● **Work instruction**
Restate the records in their entirety, word for word.

● **Extracted data entries**

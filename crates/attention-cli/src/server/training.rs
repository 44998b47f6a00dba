//! Background training supervised by the server.

use std::path::PathBuf;
use std::sync::Arc;

use anyhow::Result;
use attention_adapters::{read_samples, FsFrameLoader};
use attention_core::inference::{get_device, ModelRuntime};
use attention_core::ports::NoProgress;
use attention_core::training::{Trainer, TrainingConfig, TrainingReport};
use serde::Serialize;
use tokio::sync::watch;
use tokio::task::JoinHandle;
use tracing::{error, info, warn};

/// State of the background training job, reported by `/debug/status`.
#[derive(Debug, Clone, PartialEq, Serialize)]
#[serde(tag = "state", rename_all = "snake_case")]
pub enum TrainingStatus {
    /// No training was requested.
    Disabled,
    /// Training is in progress.
    Running,
    /// Training finished and the artifact was exported.
    Succeeded {
        /// Best validation loss.
        val_best: Option<f32>,
        /// Test-split MAE.
        test_mae: Option<f32>,
        /// Whether the runtime picked up the new artifact.
        reloaded: bool,
    },
    /// Training failed.
    Failed {
        /// Error chain.
        message: String,
    },
}

/// Dataset and hyperparameters of one background run.
#[derive(Debug, Clone)]
pub struct TrainingJob {
    /// Frame-mode dataset.
    pub dataset: PathBuf,
    /// Trainer configuration.
    pub config: TrainingConfig,
}

impl TrainingJob {
    fn run(self) -> Result<TrainingReport> {
        let samples = read_samples(&self.dataset)?;
        let frames = FsFrameLoader::new(None);
        Trainer::new(self.config, &frames, get_device()).train(samples, &NoProgress)
    }
}

/// Runs `job` on the blocking pool, publishing progress on `status` and
/// reloading `runtime` when an artifact was exported.
pub fn spawn_training(
    job: TrainingJob,
    runtime: Arc<ModelRuntime>,
    status: watch::Sender<TrainingStatus>,
) -> JoinHandle<()> {
    tokio::spawn(async move {
        info!(dataset = %job.dataset.display(), "Background training started");
        status.send_replace(TrainingStatus::Running);

        let next = match tokio::task::spawn_blocking(move || job.run()).await {
            Ok(Ok(report)) => {
                let reloaded = runtime.reload();
                if reloaded {
                    info!(artifact = %report.artifact.display(), "Trained model loaded");
                } else {
                    warn!(artifact = %report.artifact.display(), "Trained model exported but not loaded");
                }
                TrainingStatus::Succeeded {
                    val_best: report.val_best,
                    test_mae: report.test_mae,
                    reloaded,
                }
            }
            Ok(Err(e)) => {
                error!("Background training failed: {e:#}");
                TrainingStatus::Failed {
                    message: format!("{e:#}"),
                }
            }
            Err(e) => {
                error!("Background training panicked: {e}");
                TrainingStatus::Failed {
                    message: e.to_string(),
                }
            }
        };
        status.send_replace(next);
    })
}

● **Answer area**
filename crates/attention-cli/src/server/training.rs
repository 44998b47f6a00dba
//! Background training supervised by the server.

use std::path::PathBuf;
use std::sync::Arc;

use anyhow::Result;
use attention_adapters::{read_samples, FsFrameLoader};
use attention_core::inference::{get_device, ModelRuntime};
use attention_core::ports::NoProgress;
use attention_core::training::{Trainer, TrainingConfig, TrainingReport};
use serde::Serialize;
use tokio::sync::watch;
use tokio::task::JoinHandle;
use tracing::{error, info, warn};

/// State of the background training job, reported by `/debug/status`.
#[derive(Debug, Clone, PartialEq, Serialize)]
#[serde(tag = "state", rename_all = "snake_case")]
pub enum TrainingStatus {
    /// No training was requested.
    Disabled,
    /// Training is in progress.
    Running,
    /// Training finished and the artifact was exported.
    Succeeded {
        /// Best validation loss.
        val_best: Option<f32>,
        /// Test-split MAE.
        test_mae: Option<f32>,
        /// Whether the runtime picked up the new artifact.
        reloaded: bool,
    },
    /// Training failed.
    Failed {
        /// Error chain.
        message: String,
    },
}

/// Dataset and hyperparameters of one background run.
#[derive(Debug, Clone)]
pub struct TrainingJob {
    /// Frame-mode dataset.
    pub dataset: PathBuf,
    /// Trainer configuration.
    pub config: TrainingConfig,
}

impl TrainingJob {
    fn run(self) -> Result<TrainingReport> {
        let samples = read_samples(&self.dataset)?;
        let frames = FsFrameLoader::new(None);
        Trainer::new(self.config, &frames, get_device()).train(samples, &NoProgress)
    }
}

/// Runs `job` on the blocking pool, publishing progress on `status` and
/// reloading `runtime` when an artifact was exported.
pub fn spawn_training(
    job: TrainingJob,
    runtime: Arc<ModelRuntime>,
    status: watch::Sender<TrainingStatus>,
) -> JoinHandle<()> {
    tokio::spawn(async move {
        info!(dataset = %job.dataset.display(), "Background training started");
        status.send_replace(TrainingStatus::Running);

        let next = match tokio::task::spawn_blocking(move || job.run()).await {
            Ok(Ok(report)) => {
                let reloaded = runtime.reload();
                if reloaded {
                    info!(artifact = %report.artifact.display(), "Trained model loaded");
                } else {
                    warn!(artifact = %report.artifact.display(), "Trained model exported but not loaded");
                }
                TrainingStatus::Succeeded {
                    val_best: report.val_best,
                    test_mae: report.test_mae,
                    reloaded,
                }
            }
            Ok(Err(e)) => {
                error!("Background training failed: {e:#}");
                TrainingStatus::Failed {
                    message: format!("{e:#}"),
                }
            }
            Err(e) => {
                error!("Background training panicked: {e}");
                TrainingStatus::Failed {
                    message: e.to_string(),
                }
            }
        };
        status.send_replace(next);
    })
}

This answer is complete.